From the entries, copy every line that carries the string "created".

Saved data entries

--------------------------------------------------

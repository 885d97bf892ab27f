// Workspace Provisioner
//
// Turns a WorkspaceSpec into a category with the fixed channel topology,
// optionally seeded and announced. Every platform call is one planned step
// in a StepLedger; the first failing step ends the run and the error carries
// the ledger's report. Nothing already created is rolled back.

use std::sync::Arc;

use serde::{Deserialize, Serialize};
use tracing::{info, warn};

use crate::error::{BotError, Result};
use crate::ids::Snowflake;
use crate::seed::{self, ANNOUNCEMENT_REACTION};
use crate::step::{StepLedger, StepReport, WorkflowStep};
use crate::traits::ChatPlatform;
use crate::workspace::{
    ChannelGroup, ChannelRole, GroupChannel, GuildContext, PermissionOverride, ProvisionOptions,
    WorkspaceSpec,
};

/// Deployment settings consumed by the provisioner
#[derive(Debug, Clone, PartialEq, Eq, Serialize, Deserialize)]
pub struct ProvisionSettings {
    /// Identity mentioned in the flag-feedback seed message
    pub reset_identity: String,
    /// Channel that receives workspace announcements
    pub announcements_channel: Snowflake,
}

/// Result of a completed provisioning run
#[derive(Debug, Clone)]
pub struct ProvisionedWorkspace {
    pub group: ChannelGroup,
    /// Announcement message id, when announced
    pub announcement: Option<Snowflake>,
    pub report: StepReport,
}

/// Steps a provisioning run will take, in order
pub fn plan_provisioning(spec: &WorkspaceSpec, options: ProvisionOptions) -> Vec<WorkflowStep> {
    let mut plan = vec![WorkflowStep::CreateCategory];
    plan.extend(
        spec.topology()
            .iter()
            .map(|role| WorkflowStep::CreateChannel { role: *role }),
    );

    if options.seed_headers {
        plan.extend(
            spec.topology()
                .iter()
                .map(|role| WorkflowStep::SeedChannel { role: *role }),
        );
    }

    if options.announce {
        plan.push(WorkflowStep::Announce);
        plan.push(WorkflowStep::AddReaction);
    }

    plan
}

/// Creates CTF workspaces on a chat platform
///
/// Callers must have passed the authorization policy before calling
/// `provision`; see `WorkspaceService` for the guarded entry point.
pub struct WorkspaceProvisioner {
    platform: Arc<dyn ChatPlatform>,
    settings: ProvisionSettings,
}

impl WorkspaceProvisioner {
    pub fn new(platform: Arc<dyn ChatPlatform>, settings: ProvisionSettings) -> Self {
        Self { platform, settings }
    }

    pub fn settings(&self) -> &ProvisionSettings {
        &self.settings
    }

    /// Provision a workspace
    ///
    /// Two calls with the same name create two independent categories.
    pub async fn provision(
        &self,
        spec: &WorkspaceSpec,
        options: ProvisionOptions,
        guild: &GuildContext,
    ) -> Result<ProvisionedWorkspace> {
        info!(
            workspace = spec.name(),
            guild_id = %guild.guild_id,
            seed_headers = options.seed_headers,
            announce = options.announce,
            "Provisioning workspace"
        );

        let mut ledger = StepLedger::new(
            format!("provision '{}'", spec.name()),
            plan_provisioning(spec, options),
        );

        match self.execute(&mut ledger, spec, options, guild).await {
            Ok((group, announcement)) => {
                info!(
                    workspace = spec.name(),
                    category_id = %group.id,
                    channels = group.channels.len(),
                    "Workspace provisioned"
                );
                Ok(ProvisionedWorkspace {
                    group,
                    announcement,
                    report: ledger.into_report(),
                })
            }
            Err(e) => {
                let report = ledger.into_report();
                warn!(
                    workspace = spec.name(),
                    error = %e,
                    completed = report.completed().len(),
                    pending = report.pending().len(),
                    "Provisioning stopped"
                );
                Err(BotError::PartialProvisioning(Box::new(report)))
            }
        }
    }

    async fn execute(
        &self,
        ledger: &mut StepLedger,
        spec: &WorkspaceSpec,
        options: ProvisionOptions,
        guild: &GuildContext,
    ) -> Result<(ChannelGroup, Option<Snowflake>)> {
        let category = ledger
            .run(self.platform.create_category(guild, spec.name()))
            .await?;

        // Channels keep the role they were created for; seeding uses the
        // tag, never the channel's current name.
        let mut created: Vec<(ChannelRole, Snowflake)> = Vec::with_capacity(spec.topology().len());
        for role in spec.topology() {
            let overrides = if role.is_read_only() {
                vec![PermissionOverride::read_only(guild.default_role_id)]
            } else {
                Vec::new()
            };

            let channel = ledger
                .run(self.platform.create_text_channel(
                    guild,
                    category,
                    role.channel_name(),
                    &overrides,
                ))
                .await?;
            created.push((*role, channel));
        }

        if options.seed_headers {
            for (role, channel) in &created {
                let content =
                    seed::seed_message(*role, spec.name(), &self.settings.reset_identity);
                ledger
                    .run(self.platform.send_message(*channel, &content))
                    .await?;
            }
        }

        let announcement = if options.announce {
            let channel = self.settings.announcements_channel;
            let content = seed::announcement(spec.name());
            let message = ledger
                .run(self.platform.send_message(channel, &content))
                .await?;
            ledger
                .run(
                    self.platform
                        .add_reaction(channel, message, ANNOUNCEMENT_REACTION),
                )
                .await?;
            Some(message)
        } else {
            None
        };

        let group = ChannelGroup {
            id: category,
            name: spec.name().to_string(),
            channels: created
                .into_iter()
                .map(|(role, id)| GroupChannel {
                    id,
                    name: role.channel_name().to_string(),
                    role: Some(role),
                })
                .collect(),
        };

        Ok((group, announcement))
    }
}

#[cfg(test)]
mod tests {
    use super::*;

    #[test]
    fn test_plan_without_options() {
        let plan = plan_provisioning(&WorkspaceSpec::new("x"), ProvisionOptions::default());
        assert_eq!(plan.len(), 9);
        assert_eq!(plan[0], WorkflowStep::CreateCategory);
        assert_eq!(
            plan[1],
            WorkflowStep::CreateChannel {
                role: ChannelRole::FlagFeedback
            }
        );
        assert_eq!(
            plan[8],
            WorkflowStep::CreateChannel {
                role: ChannelRole::Misc
            }
        );
    }

    #[test]
    fn test_plan_with_all_options() {
        let plan = plan_provisioning(
            &WorkspaceSpec::new("x"),
            ProvisionOptions {
                seed_headers: true,
                announce: true,
            },
        );
        assert_eq!(plan.len(), 1 + 8 + 8 + 2);
        assert_eq!(
            plan[9],
            WorkflowStep::SeedChannel {
                role: ChannelRole::FlagFeedback
            }
        );
        assert_eq!(plan[17], WorkflowStep::Announce);
        assert_eq!(plan[18], WorkflowStep::AddReaction);
    }
}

--------------------------------------------------

__SOLUTION BELOW__.
// the ledger's report. Nothing already created is rolled back.
        // Channels keep the role they were created for; seeding uses the
        let mut created: Vec<(ChannelRole, Snowflake)> = Vec::with_capacity(spec.topology().len());
            created.push((*role, channel));
            for (role, channel) in &created {
            channels: created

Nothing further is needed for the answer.